1. Getting Started

You can run the application by running docker-compose, which starts the server and all necessities, by writing in a terminal (in the same directory as this file):

sudo allowed_hosts=['*'] cel_url='amqp://admin:mypass@rabbit:5672' secret_key='9z5(_w$5&=_)eve^u(--xcg%ge3dxi38m^d$yqol5#*atybvt6' docker-compose up

instead of ['*'], which allows all hosts, you can write a number of the port that django is using, for example ['0.0.0.0']. It is important to specify (even if it is *, meaning all addresses) allowed hosts since otherwise Django will not be able to show the website to you. The cel_url parameter (and port address) should be the same on all computers but it is possible to specify password and username (which will be described in 3. How the code works).

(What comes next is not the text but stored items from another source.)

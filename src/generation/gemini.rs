//! Gemini HTTP client
//!
//! Thin wrapper over the Generative Language REST API
//! (`models/{model}:generateContent`). Single-shot per call: retry and
//! rate limiting live in the workflow engine.

use std::time::Duration;

use async_trait::async_trait;
use serde::{Deserialize, Serialize};

use super::{GenerationClient, GenerationRequest};
use crate::error::ApiError;

const DEFAULT_BASE_URL: &str = "https://generativelanguage.googleapis.com";

/// Generation calls run long; this bounds a single upstream request.
const DEFAULT_TIMEOUT: Duration = Duration::from_secs(120);

#[derive(Serialize)]
struct GenerateContentRequest {
    contents: Vec<Content>,
    #[serde(rename = "generationConfig")]
    generation_config: GenerationConfig,
    #[serde(skip_serializing_if = "Option::is_none")]
    tools: Option<Vec<Tool>>,
}

#[derive(Serialize, Deserialize)]
struct Content {
    #[serde(skip_serializing_if = "Option::is_none")]
    role: Option<String>,
    parts: Vec<Part>,
}

#[derive(Serialize, Deserialize)]
struct Part {
    text: String,
}

#[derive(Serialize)]
#[serde(rename_all = "camelCase")]
struct GenerationConfig {
    temperature: f32,
    candidate_count: u32,
}

#[derive(Serialize)]
struct Tool {
    #[serde(rename = "googleSearch")]
    google_search: GoogleSearch,
}

#[derive(Serialize)]
struct GoogleSearch {}

#[derive(Deserialize)]
struct GenerateContentResponse {
    #[serde(default)]
    candidates: Vec<Candidate>,
}

#[derive(Deserialize)]
struct Candidate {
    content: Option<Content>,
}

/// Gemini REST API client.
///
/// Holds the API key; the `Debug` impl redacts it.
#[derive(Clone)]
pub struct GeminiClient {
    client: reqwest::Client,
    base_url: String,
    api_key: String,
    model: String,
}

impl std::fmt::Debug for GeminiClient {
    fn fmt(&self, f: &mut std::fmt::Formatter<'_>) -> std::fmt::Result {
        f.debug_struct("GeminiClient")
            .field("base_url", &self.base_url)
            .field("model", &self.model)
            .field("api_key", &"***")
            .finish()
    }
}

impl GeminiClient {
    pub fn new(api_key: impl Into<String>, model: impl Into<String>) -> Self {
        Self::with_timeout(api_key, model, DEFAULT_TIMEOUT)
    }

    pub fn with_timeout(
        api_key: impl Into<String>,
        model: impl Into<String>,
        timeout: Duration,
    ) -> Self {
        let client = reqwest::Client::builder()
            .timeout(timeout)
            .user_agent("report-engine/0.1.0")
            .build()
            .expect("Failed to create HTTP client");
        Self {
            client,
            base_url: DEFAULT_BASE_URL.to_string(),
            api_key: api_key.into(),
            model: model.into(),
        }
    }

    /// Override the endpoint base URL (stub servers in tests).
    pub fn with_base_url(mut self, base_url: impl Into<String>) -> Self {
        self.base_url = base_url.into();
        self
    }

    pub fn model(&self) -> &str {
        &self.model
    }

    fn build_body(request: &GenerationRequest) -> GenerateContentRequest {
        GenerateContentRequest {
            contents: vec![Content {
                role: Some("user".to_string()),
                parts: vec![Part {
                    text: request.prompt.clone(),
                }],
            }],
            generation_config: GenerationConfig {
                temperature: request.temperature,
                candidate_count: 1,
            },
            tools: request.use_search.then(|| {
                vec![Tool {
                    google_search: GoogleSearch {},
                }]
            }),
        }
    }
}

#[async_trait]
impl GenerationClient for GeminiClient {
    async fn generate(&self, request: &GenerationRequest) -> Result<String, ApiError> {
        let url = format!(
            "{}/v1beta/models/{}:generateContent",
            self.base_url, self.model
        );
        let body = Self::build_body(request);

        let response = self
            .client
            .post(&url)
            .header("x-goog-api-key", &self.api_key)
            .json(&body)
            .send()
            .await?;

        let status = response.status();
        if status.as_u16() == 429 {
            return Err(ApiError::RateLimited(
                "generation quota exhausted, retry later".to_string(),
            ));
        }
        if !status.is_success() {
            return Err(ApiError::from(response.error_for_status().unwrap_err()));
        }

        let parsed: GenerateContentResponse = response.json().await?;
        let text: String = parsed
            .candidates
            .into_iter()
            .filter_map(|c| c.content)
            .flat_map(|c| c.parts)
            .map(|p| p.text)
            .collect::<Vec<_>>()
            .join("");

        if text.is_empty() {
            return Err(ApiError::Parse(
                "generation response contained no text".to_string(),
            ));
        }

        tracing::debug!(
            model = %self.model,
            chars = text.len(),
            search = request.use_search,
            "generation call completed"
        );
        Ok(text)
    }
}

#[cfg(test)]
mod tests {
    use super::*;

    #[test]
    fn request_body_includes_search_tool_only_when_asked() {
        let with = GeminiClient::build_body(&GenerationRequest::new("hi", true, 0.5));
        let without = GeminiClient::build_body(&GenerationRequest::new("hi", false, 0.3));

        let with_json = serde_json::to_string(&with).unwrap();
        let without_json = serde_json::to_string(&without).unwrap();
        assert!(with_json.contains("googleSearch"));
        assert!(!without_json.contains("tools"));
        assert!(without_json.contains("\"temperature\":0.3"));
        assert!(without_json.contains("\"candidateCount\":1"));
    }

    #[test]
    fn response_text_is_concatenated_across_parts() {
        let json = r#"{
            "candidates": [
                {"content": {"parts": [{"text": "Hello "}, {"text": "world"}]}}
            ]
        }"#;
        let parsed: GenerateContentResponse = serde_json::from_str(json).unwrap();
        let text: String = parsed
            .candidates
            .into_iter()
            .filter_map(|c| c.content)
            .flat_map(|c| c.parts)
            .map(|p| p.text)
            .collect();
        assert_eq!(text, "Hello world");
    }

    #[test]
    fn debug_redacts_api_key() {
        let client = GeminiClient::new("secret-key", "gemini-2.5-flash");
        let debug = format!("{:?}", client);
        assert!(!debug.contains("secret-key"));
        assert!(debug.contains("***"));
    }
}
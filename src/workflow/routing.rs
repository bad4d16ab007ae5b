//! Routing predicates: stage -> next stage, given the post-stage state
//!
//! The workflow graph is a static table with conditional edges. Attempt
//! counters are incremented at stage entry, so predicates here only
//! compare them against their caps.

use super::{Stage, ValidationResult, WorkflowState, COMPONENT_ATTEMPT_CAP};

/// Outcome of routing after a stage.
#[derive(Debug, Clone, Copy, PartialEq, Eq)]
pub enum Transition {
    Next(Stage),
    End,
}

/// Decide the next stage after `current` ran against `state`.
pub fn next_stage(current: Stage, state: &WorkflowState) -> Transition {
    match current {
        // Any Prepare failure is terminal: bad API key or unreadable
        // templates will not improve on retry.
        Stage::Prepare => {
            if state.success {
                Transition::Next(Stage::Research)
            } else {
                Transition::End
            }
        }

        Stage::Research => {
            if state.validation == ValidationResult::Pass {
                Transition::Next(Stage::GenerateHtml)
            } else if state.research_attempt >= state.max_attempts {
                Transition::End
            } else {
                Transition::Next(Stage::Research)
            }
        }

        Stage::GenerateHtml => component_route(
            state.success && state.html_content.as_deref().is_some_and(|s| !s.is_empty()),
            state.html_attempt,
            Stage::GenerateHtml,
            Stage::GenerateJs,
        ),

        Stage::GenerateJs => component_route(
            state.success && state.js_content.is_some(),
            state.js_attempt,
            Stage::GenerateJs,
            Stage::GenerateCss,
        ),

        Stage::GenerateCss => component_route(
            state.success && state.css_content.is_some(),
            state.css_attempt,
            Stage::GenerateCss,
            Stage::Translate,
        ),

        // Translation is best-effort and never blocks the pipeline.
        Stage::Translate => Transition::Next(Stage::Persist),

        Stage::Persist => Transition::End,
    }
}

fn component_route(ok: bool, attempt: u32, retry: Stage, next: Stage) -> Transition {
    if ok {
        Transition::Next(next)
    } else if attempt >= COMPONENT_ATTEMPT_CAP {
        Transition::End
    } else {
        Transition::Next(retry)
    }
}

#[cfg(test)]
mod tests {
    use super::*;

    fn state() -> WorkflowState {
        WorkflowState::new("s", 3)
    }

    #[test]
    fn prepare_failure_is_terminal() {
        let mut s = state();
        s.success = false;
        assert_eq!(next_stage(Stage::Prepare, &s), Transition::End);
        s.success = true;
        assert_eq!(
            next_stage(Stage::Prepare, &s),
            Transition::Next(Stage::Research)
        );
    }

    #[test]
    fn research_pass_always_continues() {
        let mut s = state();
        s.validation = ValidationResult::Pass;
        s.research_attempt = 3; // even at the cap
        assert_eq!(
            next_stage(Stage::Research, &s),
            Transition::Next(Stage::GenerateHtml)
        );
    }

    #[test]
    fn research_fail_retries_until_cap() {
        let mut s = state();
        s.validation = ValidationResult::Fail;
        s.research_attempt = 2;
        assert_eq!(
            next_stage(Stage::Research, &s),
            Transition::Next(Stage::Research)
        );
        s.research_attempt = 3;
        assert_eq!(next_stage(Stage::Research, &s), Transition::End);
    }

    #[test]
    fn html_retries_independently() {
        let mut s = state();
        s.success = false;
        s.html_attempt = 1;
        assert_eq!(
            next_stage(Stage::GenerateHtml, &s),
            Transition::Next(Stage::GenerateHtml)
        );
        s.html_attempt = COMPONENT_ATTEMPT_CAP;
        assert_eq!(next_stage(Stage::GenerateHtml, &s), Transition::End);
    }

    #[test]
    fn html_success_requires_nonempty_content() {
        let mut s = state();
        s.success = true;
        s.html_content = Some(String::new());
        s.html_attempt = 1;
        assert_eq!(
            next_stage(Stage::GenerateHtml, &s),
            Transition::Next(Stage::GenerateHtml)
        );
        s.html_content = Some("<div/>".to_string());
        assert_eq!(
            next_stage(Stage::GenerateHtml, &s),
            Transition::Next(Stage::GenerateJs)
        );
    }

    #[test]
    fn css_success_flows_to_translate_then_persist() {
        let mut s = state();
        s.success = true;
        s.css_content = Some("body{}".to_string());
        s.css_attempt = 1;
        assert_eq!(
            next_stage(Stage::GenerateCss, &s),
            Transition::Next(Stage::Translate)
        );
        // Translate routes onward unconditionally, success or not.
        s.success = false;
        assert_eq!(
            next_stage(Stage::Translate, &s),
            Transition::Next(Stage::Persist)
        );
        assert_eq!(next_stage(Stage::Persist, &s), Transition::End);
    }
}
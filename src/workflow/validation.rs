//! Research validation: explicit verdict first, quality heuristic fallback
//!
//! The research prompt asks the model to emit a `VALIDATION RESULT:
//! PASS|FAIL` marker. Models do not always comply, so an absent marker is
//! resolved by scoring the content itself instead of burning a full
//! generation cycle on a retry.

use once_cell::sync::Lazy;
use regex::Regex;

use super::ValidationResult;

static VERDICT_RE: Lazy<Regex> =
    Lazy::new(|| Regex::new(r"(?i)VALIDATION\s+RESULT\s*:\s*(PASS|FAIL)").unwrap());

static NUMERIC_RE: Lazy<Regex> =
    Lazy::new(|| Regex::new(r"\d+(?:\.\d+)?\s*%|\$\s?\d").unwrap());

/// Tunable thresholds for the fallback quality heuristic.
#[derive(Debug, Clone)]
pub struct ValidationThresholds {
    /// Research output shorter than this always fails the heuristic.
    pub min_length: usize,
    /// Signals required (out of [`SIGNAL_COUNT`]) to pass.
    pub min_signals: u32,
}

/// Number of content signals the heuristic inspects.
pub const SIGNAL_COUNT: u32 = 5;

impl Default for ValidationThresholds {
    fn default() -> Self {
        Self {
            min_length: 2000,
            min_signals: 4,
        }
    }
}

/// Last explicit verdict marker in the text, if any.
pub fn parse_verdict(text: &str) -> ValidationResult {
    match VERDICT_RE
        .captures_iter(text)
        .last()
        .map(|c| c[1].to_ascii_uppercase())
    {
        Some(v) if v == "PASS" => ValidationResult::Pass,
        Some(_) => ValidationResult::Fail,
        None => ValidationResult::Unknown,
    }
}

/// Score the content signals: asset keyword, analysis keyword, numeric
/// data, sentiment keyword, comparison-table marker.
pub fn quality_score(text: &str) -> u32 {
    let lower = text.to_lowercase();

    let has_asset = lower.contains("bitcoin") || lower.contains("btc");
    let has_analysis = lower.contains("analysis") || lower.contains("market");
    let has_numbers = NUMERIC_RE.is_match(text);
    let has_sentiment = lower.contains("fear") || lower.contains("greed");
    let has_table = lower.contains("validation summary")
        || text.lines().any(|l| l.trim_start().starts_with('|'));

    [has_asset, has_analysis, has_numbers, has_sentiment, has_table]
        .iter()
        .filter(|&&signal| signal)
        .count() as u32
}

/// Full validation policy: honor an explicit verdict, otherwise fall back
/// to the quality heuristic. Never returns `Unknown`.
pub fn evaluate(text: &str, thresholds: &ValidationThresholds) -> ValidationResult {
    match parse_verdict(text) {
        ValidationResult::Unknown => {}
        verdict => return verdict,
    }

    if text.len() < thresholds.min_length {
        tracing::debug!(
            len = text.len(),
            min = thresholds.min_length,
            "no verdict marker and content too short"
        );
        return ValidationResult::Fail;
    }

    let score = quality_score(text);
    tracing::debug!(score, required = thresholds.min_signals, "heuristic validation");
    if score >= thresholds.min_signals {
        ValidationResult::Pass
    } else {
        ValidationResult::Fail
    }
}

#[cfg(test)]
mod tests {
    use super::*;

    fn rich_content() -> String {
        let mut text = String::from(
            "Bitcoin market analysis. BTC moved 2.5% on the day to $65,000. \
             Fear & Greed sits at 72 (Greed).\n\
             | Metric | Value |\n| BTC Price | $65,000 |\n",
        );
        while text.len() < 2100 {
            text.push_str("Further market commentary and supporting analysis. ");
        }
        text
    }

    #[test]
    fn explicit_pass_wins() {
        assert_eq!(
            parse_verdict("...\nVALIDATION RESULT: PASS\n"),
            ValidationResult::Pass
        );
        assert_eq!(
            evaluate("VALIDATION RESULT: PASS", &ValidationThresholds::default()),
            ValidationResult::Pass
        );
    }

    #[test]
    fn explicit_fail_wins_even_over_rich_content() {
        let mut text = rich_content();
        text.push_str("\nVALIDATION RESULT: FAIL\n");
        assert_eq!(
            evaluate(&text, &ValidationThresholds::default()),
            ValidationResult::Fail
        );
    }

    #[test]
    fn last_marker_is_authoritative() {
        let text = "VALIDATION RESULT: FAIL\n...revised...\nvalidation result: pass";
        assert_eq!(parse_verdict(text), ValidationResult::Pass);
    }

    #[test]
    fn missing_marker_is_unknown() {
        assert_eq!(parse_verdict("no verdict here"), ValidationResult::Unknown);
    }

    #[test]
    fn heuristic_passes_rich_content() {
        let text = rich_content();
        assert!(quality_score(&text) >= 4);
        assert_eq!(
            evaluate(&text, &ValidationThresholds::default()),
            ValidationResult::Pass
        );
    }

    #[test]
    fn heuristic_fails_short_content() {
        assert_eq!(
            evaluate("Bitcoin went up.", &ValidationThresholds::default()),
            ValidationResult::Fail
        );
    }

    #[test]
    fn heuristic_fails_low_signal_content() {
        let mut text = String::new();
        while text.len() < 2100 {
            text.push_str("Generic filler text about nothing in particular. ");
        }
        assert!(quality_score(&text) < 4);
        assert_eq!(
            evaluate(&text, &ValidationThresholds::default()),
            ValidationResult::Fail
        );
    }

    #[test]
    fn thresholds_are_tunable() {
        let lax = ValidationThresholds {
            min_length: 10,
            min_signals: 1,
        };
        assert_eq!(
            evaluate("bitcoin commentary only", &lax),
            ValidationResult::Pass
        );
    }
}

You can find out which port Django is using by running

sudo allowed_hosts=['*'] cel_url='amqp://admin:mypass@rabbit:5672'  secret_key='9z5(_w$5&=_)eve^u(--xcg%ge3dxi38m^d$yqol5#*atybvt6' docker-compose up

and waiting until a line appears in the terminal that says

clust_app | Starting development server at http://0.0.0.0:8000/

In this case, the address where the server runs is 0.0.0.0. This is the address you need later to access the site.

IN ADDITION, in order to allow the live updates of algorithm progress, open a terminal in the same directory as this file (not on the Docker container, but on your local computer) and type:

python manage.py livereload

OR, to use your own secret key (my_secret_key):

export SECRET_KEY="my_secret_key"
python manage.py livereload

in the same terminal.

This gets the server running. You can then access the website by typing:

http://0.0.0.0:8000/clustering/clustering.html

And substitute 0.0.0.0:8000 by the address and port number that is printed out by the application as above.

2. How to use the web application

To run a bi-clustering analysis on the web application, you can use either built-in datasets or your own data. You must upload or select data by clicking through a multi-step form. To make an example run, click the big button that says "run new analysis" and then check the checkbox that says "use pre-compiled data". Select one of the possibilites in the dropdown menu (it selects expression datasets). On the next step, click "import ndex" and select an option from the dropdown menu (it contains PPI networks for the analysis). Skip the third step. On the fourth step, type "10" in the first field and "20" in the second field. This selects a target gene number of 10 to 20 for the resulting networks. Click submit and the analysis is run. You will see a progress image that tells you the current progress of your analysis. If it says "done", scroll down to view the tabs with results. You can select which part of the result to show by selecting from the big clickable bar.

Own data must consist of one file with expression data in CSV or TSV format (the exact format is visible on the website), a file with PPI consisting of two columns with interaction partners, and optionally of clinical patient data in CSV format. If you want to analyze survival of patients, you must indicate which column of your clinical data file lists the survival time of patients.

You can change the exact settings for the algorithm in the fourth tab.

To run an enrichment analysis, scroll down to the results and select the tab "run enrichment".

3. How the code works

What runs where:

There are 4 docker containers that each run a task or a server that is necessary for the web application:

Livereload (named clust_app_livereload_1): A python-based application/library for Django needed for a good display of the loading page. Livereload makes every file reload automatically when it is changed. There appears to still be a bug with livereload on Docker, so it is possible that this part of the server will be replaced by javascript code with the same functionality.
RabbitMQ (clust_app_rabbit_1): Needed as server where celery executes its tasks. Must run in the background for celery to run properly.
Celery (celery_container): Used as queuing system to execute tasks synchronously. Executes all computationally intensive tasks such as running the algorithm or processing results.
Django (clust_app): The server for running and processing requests. This container is where the actual server runs and where paths to files can be referenced.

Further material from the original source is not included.